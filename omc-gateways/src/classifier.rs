use std::time::Duration;

use anyhow::Result;
use reqwest::blocking::Client;
use serde::{Deserialize, Serialize};

use omc_core::gateways::classify::ClassifierGateway;

use crate::{check_status, http_client};

/// Classifies locations by calling a JSON endpoint.
#[derive(Debug, Clone)]
pub struct HttpClassifier {
    url: String,
    api_key: Option<String>,
    client: Client,
}

#[derive(Debug, Serialize)]
struct ClassifyRequest<'a> {
    name: &'a str,
    description: &'a str,
    categories: &'a [String],
}

#[derive(Debug, Deserialize)]
struct ClassifyResponse {
    category: String,
}

impl HttpClassifier {
    pub fn new(url: impl Into<String>, api_key: Option<String>, timeout: Duration) -> Result<Self> {
        Ok(Self {
            url: url.into(),
            api_key,
            client: http_client(timeout)?,
        })
    }
}

impl ClassifierGateway for HttpClassifier {
    fn classify(&self, name: &str, description: &str, categories: &[String]) -> Result<String> {
        let mut request = self.client.post(&self.url).json(&ClassifyRequest {
            name,
            description,
            categories,
        });
        if let Some(key) = &self.api_key {
            request = request.bearer_auth(key);
        }
        let ClassifyResponse { category } = check_status(request.send()?)?.json()?;
        log::debug!("Classified '{name}' as '{category}'");
        Ok(category)
    }
}
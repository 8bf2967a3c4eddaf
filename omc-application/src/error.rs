use omc_core::{repositories::Error as RepoError, usecases::Error as ParameterError};
use omc_entities::{id::*, request::RequestStatus};
use thiserror::Error;

pub use omc_core::repositories;

impl From<RepoError> for AppError {
    fn from(err: RepoError) -> AppError {
        AppError::Business(BError::Repo(err))
    }
}

impl From<ParameterError> for AppError {
    fn from(err: ParameterError) -> AppError {
        AppError::Business(err.into())
    }
}

#[derive(Debug, Error)]
pub enum AppError {
    #[error(transparent)]
    Business(#[from] BError),
    /// The location store has been modified but the
    /// request could not be updated accordingly.
    #[error(
        "Location {} was modified but request {request_id} (message {message_id}) could not be marked as {status}: {source}",
        .location_id.as_ref().map(Id::as_str).unwrap_or("-")
    )]
    PartialFailure {
        request_id: Id,
        message_id: MessageId,
        location_id: Option<Id>,
        status: RequestStatus,
        source: ParameterError,
    },
    #[error("External service failed: {0}")]
    Gateway(anyhow::Error),
    #[error(transparent)]
    Other(#[from] anyhow::Error),
}

#[derive(Debug, Error)]
pub enum BError {
    #[error(transparent)]
    Parameter(ParameterError),
    #[error(transparent)]
    Repo(#[from] repositories::Error),
}

impl From<ParameterError> for BError {
    fn from(err: ParameterError) -> Self {
        // Unwrap repository errors to treat them uniformly
        match err {
            ParameterError::Repo(err) => Self::Repo(err),
            err => Self::Parameter(err),
        }
    }
}

#[cfg(test)]
mod tests {
    use super::*;

    #[test]
    fn unwrap_repository_errors() {
        let err = AppError::from(ParameterError::Repo(RepoError::NotFound));
        assert!(matches!(
            err,
            AppError::Business(BError::Repo(RepoError::NotFound))
        ));
        let err = AppError::from(ParameterError::NoChanges);
        assert!(matches!(
            err,
            AppError::Business(BError::Parameter(ParameterError::NoChanges))
        ));
    }

    #[test]
    fn partial_failure_names_all_ids() {
        let err = AppError::PartialFailure {
            request_id: "r1".into(),
            message_id: "m1".into(),
            location_id: Some("l1".into()),
            status: RequestStatus::Implemented,
            source: ParameterError::Repo(RepoError::NotFound),
        };
        let msg = err.to_string();
        assert!(msg.contains("l1"));
        assert!(msg.contains("r1"));
        assert!(msg.contains("m1"));
        assert!(msg.contains("implemented"));
    }
}
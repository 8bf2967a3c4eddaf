use super::{prelude::*, *};

/// Prepares a request to edit a location.
///
/// The proposed state is the current state of the location with all
/// session edits applied. Fields without an effective change are dropped.
pub fn edit_location_request<R>(
    repo: &R,
    requester_id: UserId,
    location_id: &Id,
    selection: PointSelection,
    session: &EditSession,
    justification: &str,
) -> Result<NewChangeRequest>
where
    R: LocationRepo,
{
    let reason = non_blank(justification).ok_or(Error::MissingJustification)?;
    let location = repo.get_location(location_id.as_str())?;
    let current = LocationSnapshot::from_location(&location);
    let mut new = current.clone();
    for (field, edit) in &session.field_edits {
        new.set_field_value(*field, &edit.new_value, selection)?;
    }
    let changed = current.changed_fields(&new);
    if changed.is_empty() {
        return Err(Error::NoChanges);
    }
    log::debug!(
        "Edit of location {} changes {} of {} edited fields",
        location.id,
        changed.len(),
        session.field_edits.len()
    );
    Ok(NewChangeRequest {
        kind: RequestKind::Edit,
        requester_id,
        reason: Some(reason.to_owned()),
        selection,
        current: Some(current),
        new: Some(new),
    })
}
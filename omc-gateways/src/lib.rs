//! HTTP implementations of the gateways that connect
//! the workflow engine to the outside world.

use std::time::Duration;

use reqwest::blocking::{Client, Response};

pub mod chat;
pub mod classifier;
pub mod name_matcher;
pub mod notify;

fn http_client(timeout: Duration) -> anyhow::Result<Client> {
    Ok(Client::builder().timeout(timeout).build()?)
}

#[derive(Debug, thiserror::Error)]
#[error("Unexpected response status {status}: {body}")]
struct UnexpectedResponse {
    status: reqwest::StatusCode,
    body: String,
}

fn check_status(response: Response) -> anyhow::Result<Response> {
    let status = response.status();
    if status.is_success() {
        return Ok(response);
    }
    let body = response.text().unwrap_or_default();
    Err(UnexpectedResponse { status, body }.into())
}
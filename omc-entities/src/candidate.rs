use crate::{coordinates::PointSelection, id::Id};

/// A ranked answer of the name resolver.
#[derive(Debug, Clone, PartialEq, Eq)]
pub struct ResolvedCandidate {
    pub name: String,
    pub location_id: Id,
    /// `Entity` for single-point locations.
    pub selection: PointSelection,
    pub is_multi_point: bool,
    /// 0 is the best match.
    pub rank: usize,
}

impl ResolvedCandidate {
    /// Human readable label, e.g. "Old Mill #2".
    pub fn label(&self) -> String {
        match self.selection {
            PointSelection::Entity => self.name.clone(),
            PointSelection::Point(index) => format!("{} #{}", self.name, index + 1),
            PointSelection::AllPoints => format!("{} (all points)", self.name),
        }
    }

    /// Opaque value that is handed back by choice menus: "name", "name|N" or "name|*".
    pub fn value(&self) -> String {
        match self.selection {
            PointSelection::Entity => self.name.clone(),
            PointSelection::Point(index) => format!("{}|{}", self.name, index + 1),
            PointSelection::AllPoints => format!("{}|*", self.name),
        }
    }
}

#[cfg(test)]
mod tests {
    use super::*;

    fn candidate(selection: PointSelection) -> ResolvedCandidate {
        ResolvedCandidate {
            name: "Old Mill".into(),
            location_id: "x".into(),
            selection,
            is_multi_point: true,
            rank: 0,
        }
    }

    #[test]
    fn labels_and_values() {
        let c = candidate(PointSelection::Point(1));
        assert_eq!(c.label(), "Old Mill #2");
        assert_eq!(c.value(), "Old Mill|2");
        let c = candidate(PointSelection::AllPoints);
        assert_eq!(c.value(), "Old Mill|*");
        let c = candidate(PointSelection::Entity);
        assert_eq!(c.value(), "Old Mill");
    }
}
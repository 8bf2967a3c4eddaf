/// Infers the type of a location from free text.
pub trait ClassifierGateway {
    /// Returns one of the given categories.
    fn classify(&self, name: &str, description: &str, categories: &[String])
        -> anyhow::Result<String>;
}
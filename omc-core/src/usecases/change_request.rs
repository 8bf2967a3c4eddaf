use super::{prelude::*, *};
use crate::gateways::chat::RequestMessage;

/// A change request that is about to be posted for moderation.
#[derive(Debug, Clone, PartialEq)]
pub struct NewChangeRequest {
    pub kind: RequestKind,
    pub requester_id: UserId,
    pub reason: Option<String>,
    pub selection: PointSelection,
    pub current: Option<LocationSnapshot>,
    pub new: Option<LocationSnapshot>,
}

impl NewChangeRequest {
    fn subject(&self) -> String {
        let name = self
            .current
            .as_ref()
            .or(self.new.as_ref())
            .map(|snapshot| snapshot.name.as_str())
            .unwrap_or_default();
        match self.selection.ordinal() {
            Some(ordinal) => format!("{name} #{ordinal}"),
            None => name.to_owned(),
        }
    }
}

fn field_line(field: EditField, value: &str) -> String {
    format!("{}: {value}", field.label())
}

/// Renders the message that moderators review.
///
/// Changes are listed as `field: value` or `field: old -> new` lines.
pub fn request_message(request: &NewChangeRequest) -> RequestMessage {
    use strum::IntoEnumIterator as _;
    let subject = request.subject();
    let mut lines = vec![];
    let title = match request.kind {
        RequestKind::New => {
            if let Some(new) = &request.new {
                lines.extend(
                    EditField::iter()
                        .map(|field| (field, new.field_value(field, PointSelection::Entity)))
                        .filter(|(_, value)| !value.is_empty())
                        .map(|(field, value)| field_line(field, &value)),
                );
            }
            format!("New location: {subject}")
        }
        RequestKind::Edit => {
            if let (Some(current), Some(new)) = (&request.current, &request.new) {
                lines.extend(current.changed_fields(new).into_iter().map(|field| {
                    let old = current.field_value(field, request.selection);
                    let new = new.field_value(field, request.selection);
                    field_line(field, &format!("{old} -> {new}"))
                }));
            }
            format!("Edit: {subject}")
        }
        RequestKind::Remove => format!("Remove: {subject}"),
    };
    if let Some(reason) = &request.reason {
        lines.push(format!("Reason: {reason}"));
    }
    lines.push(format!("Requested by: {}", request.requester_id));
    RequestMessage {
        title,
        body: lines.join("\n"),
    }
}

/// Persists a change request that has been posted as `message_id`.
pub fn store_change_request<R>(
    repo: &R,
    request: NewChangeRequest,
    message_id: MessageId,
    now: Timestamp,
) -> Result<ChangeRequest>
where
    R: ChangeRequestRepo,
{
    let NewChangeRequest {
        kind,
        requester_id,
        reason,
        current,
        new,
        ..
    } = request;
    let request = ChangeRequest {
        id: Id::new(),
        message_id,
        requester_id,
        kind,
        reason,
        current_data: current.as_ref().map(LocationSnapshot::to_json).transpose()?,
        new_data: new.as_ref().map(LocationSnapshot::to_json).transpose()?,
        status: RequestStatus::Pending,
        approver_id: None,
        approved_at: None,
        review_comment: None,
        created_at: now,
        updated_at: now,
    };
    repo.create_change_request(&request)?;
    log::info!(
        "Stored {} request {} for message {}",
        request.kind,
        request.id,
        request.message_id
    );
    Ok(request)
}

/// Looks up a request by its message id or, if that fails, by its own id.
pub fn find_change_request<R>(repo: &R, reference: &str) -> Result<ChangeRequest>
where
    R: ChangeRequestRepo,
{
    let reference = non_blank(reference).ok_or(RepoError::NotFound)?;
    match repo.get_change_request_by_message_id(&reference.into()) {
        Err(RepoError::NotFound) => Ok(repo.get_change_request(reference)?),
        res => Ok(res?),
    }
}

pub fn get_pending_request<R>(repo: &R, message_id: &MessageId) -> Result<ChangeRequest>
where
    R: ChangeRequestRepo,
{
    let request = repo.get_change_request_by_message_id(message_id)?;
    if !request.is_pending() {
        return Err(Error::InvalidStatus(request.status));
    }
    Ok(request)
}

pub fn count_pending_requests<R>(repo: &R) -> Result<usize>
where
    R: ChangeRequestRepo,
{
    Ok(repo.count_change_requests_by_status(RequestStatus::Pending)?)
}

// Applies a status transition, stamping the moderator.
pub(crate) fn transition(
    request: &mut ChangeRequest,
    next: RequestStatus,
    moderator: &Actor,
    now: Timestamp,
) -> Result<()> {
    if !request.status.can_transition_to(next) {
        return Err(Error::InvalidStatus(request.status));
    }
    request.status = next;
    request.approver_id = Some(moderator.id.clone());
    request.approved_at = Some(now);
    request.updated_at = now;
    Ok(())
}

> _YOUR GOAL_
Look through the entries above and find each line where the word "Duration" occurs; copy those lines.

> _EXERCISE RESULT_
use std::time::Duration;
    pub fn new(url: impl Into<String>, api_key: Option<String>, timeout: Duration) -> Result<Self> {
use std::time::Duration;
fn http_client(timeout: Duration) -> anyhow::Result<Client> {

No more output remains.